Yankner's team also showed a link between REST and the aging brain via experiments and a study of brain tissue from elderly people who did and did not have dementia. In normal aging brains, REST was activated, but people with Alzheimer’s hardly had any REST left.
“REST loss correlates very closely with memory loss, especially episodic or autobiographical memory, the type that typically declines early in Alzheimer's,” Yankner said.
His study also showed that in Alzheimer's, REST is diverted on its path to the cell nucleus and destroyed. The researchers showed that REST boosts the expression of genes that are known to increase lifespan.

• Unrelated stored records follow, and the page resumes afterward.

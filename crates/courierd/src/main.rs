//! Entry point for the `courierd` server binary.

use std::process::ExitCode;

fn main() -> ExitCode {
    match courierd::run_daemon() {
        Ok(()) => ExitCode::SUCCESS,
        Err(error) => {
            eprintln!("courierd: {error}");
            ExitCode::FAILURE
        }
    }
}
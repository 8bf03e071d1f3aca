//! World shared by the scenarios that talk to a running server over TCP.

use std::collections::HashMap;
use std::io;
use std::net::SocketAddr;
use std::time::Duration;

use courier_config::ListenEndpoint;
use courier_wire::{Client, ClientError, Failure, Request, Response, ValueType};

use crate::dispatch::Dispatcher;
use crate::server::{Server, ServerHandle};

const CLIENT_TIMEOUT: Duration = Duration::from_secs(2);

/// Running server plus the named clients connected to it.
#[derive(Default)]
pub struct ServerWorld {
    handle: Option<ServerHandle>,
    addr: Option<SocketAddr>,
    clients: HashMap<String, Client>,
    responses: HashMap<String, Vec<Response>>,
}

impl ServerWorld {
    /// Binds an ephemeral loopback port and starts serving `dispatcher`.
    pub fn start<T: Send + 'static>(&mut self, dispatcher: Dispatcher<T>) -> Result<(), String> {
        if self.handle.is_some() {
            return Err("server already running".to_owned());
        }
        let endpoint = ListenEndpoint::new("127.0.0.1", 0);
        let server = Server::bind(&endpoint, dispatcher).map_err(|error| error.to_string())?;
        let handle = server.start().map_err(|error| error.to_string())?;
        self.addr = Some(handle.local_addr());
        self.handle = Some(handle);
        Ok(())
    }

    pub fn addr(&self) -> Result<SocketAddr, String> {
        self.addr.ok_or_else(|| "server was never started".to_owned())
    }

    /// Stops the server and waits for the reactor thread.
    pub fn shutdown(&mut self) -> Result<(), String> {
        let handle = self
            .handle
            .take()
            .ok_or_else(|| "server not running".to_owned())?;
        handle.shutdown().map_err(|error| error.to_string())
    }

    pub fn connect(&mut self, name: &str) -> Result<(), String> {
        self.connect_with_timeout(name, CLIENT_TIMEOUT)
    }

    /// Connects `name` with a custom read timeout.
    pub fn connect_with_timeout(&mut self, name: &str, timeout: Duration) -> Result<(), String> {
        let client =
            Client::connect_with_timeout(self.addr()?, timeout).map_err(|e| e.to_string())?;
        self.clients.insert(name.to_owned(), client);
        Ok(())
    }

    pub fn disconnect(&mut self, name: &str) -> Result<(), String> {
        self.clients
            .remove(name)
            .map(drop)
            .ok_or_else(|| format!("no client named {name}"))
    }

    pub fn client(&mut self, name: &str) -> Result<&mut Client, String> {
        self.clients
            .get_mut(name)
            .ok_or_else(|| format!("no client named {name}"))
    }

    /// Sends `request` and records the response under `name`.
    pub fn call(&mut self, name: &str, request: &Request) -> Result<(), String> {
        let response = self
            .client(name)?
            .call(request)
            .map_err(|error| error.to_string())?;
        self.record(name, response);
        Ok(())
    }

    /// Waits for one more response on `name` and records it.
    pub fn receive(&mut self, name: &str) -> Result<(), String> {
        let response = self
            .client(name)?
            .receive()
            .map_err(|error| error.to_string())?;
        self.record(name, response);
        Ok(())
    }

    /// Attempts a read that should observe the server closing the socket.
    ///
    /// A read timeout is not a close and fails the check.
    pub fn expect_closed(&mut self, name: &str) -> Result<(), String> {
        match self.client(name)?.receive() {
            Err(error) if is_server_close(&error) => Ok(()),
            Err(other) => Err(format!("connection was not closed: {other}")),
            Ok(response) => Err(format!("expected a closed connection, got {response:?}")),
        }
    }

    pub fn responses(&self, name: &str) -> &[Response] {
        self.responses.get(name).map_or(&[], Vec::as_slice)
    }

    pub fn last_response(&self, name: &str) -> Result<&Response, String> {
        self.responses(name)
            .last()
            .ok_or_else(|| format!("client {name} has no responses"))
    }

    fn record(&mut self, name: &str, response: Response) {
        self.responses
            .entry(name.to_owned())
            .or_default()
            .push(response);
    }
}

impl Drop for ServerWorld {
    fn drop(&mut self) {
        self.clients.clear();
        if let Some(handle) = self.handle.take() {
            let _ = handle.shutdown();
        }
    }
}

/// Whether `error` means the peer closed the socket.
pub fn is_server_close(error: &ClientError) -> bool {
    match error {
        ClientError::Closed => true,
        ClientError::Io(source) => matches!(
            source.kind(),
            io::ErrorKind::ConnectionReset
                | io::ErrorKind::ConnectionAborted
                | io::ErrorKind::BrokenPipe
                | io::ErrorKind::UnexpectedEof
        ),
        _ => false,
    }
}

/// Builds a one-argument `echo` request.
pub fn echo_request(text: &str) -> Request {
    Request::new("echo").arg(ValueType::String, text)
}

/// Parses a failure phrase such as `invocation failed`.
pub fn parse_failure(phrase: &str) -> Result<Failure, String> {
    [
        Failure::MethodNotFound,
        Failure::AccessDenied,
        Failure::InvocationFailed,
    ]
    .into_iter()
    .find(|failure| failure.to_string() == phrase)
    .ok_or_else(|| format!("unknown failure phrase: {phrase}"))
}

A New Perspective on Brain Diseases
Yankner's research doesn’t apply only to Alzheimer’s—other conditions are also impacted by a lack of REST.
“Two other prevalent dementing neurodegenerative diseases—frontotemporal dementia and dementia with Lewy bodies—also show loss of REST from the nucleus,” Yankner said. “We anticipate that loss of REST may predispose [a person] to many neurological conditions that arise from various causes, genetic or environmental.”
Knowing this, Yankner said it may be possible to intervene in these conditions. If REST levels remain high, a person might be able to resist the effects of Alzheimer’s and other diseases, he said. Delaying the onset of disease by just a few years could have a substantial impact.
“We are looking at the possibility of monitoring REST levels in cells outside the brain as a diagnostic tool, but this is at an early stage of investigation,” Yankner said. “The REST pathway can be activated by some drugs, but we are also interested in the possibility that lifestyle changes, such as exercise, might raise REST levels as well.”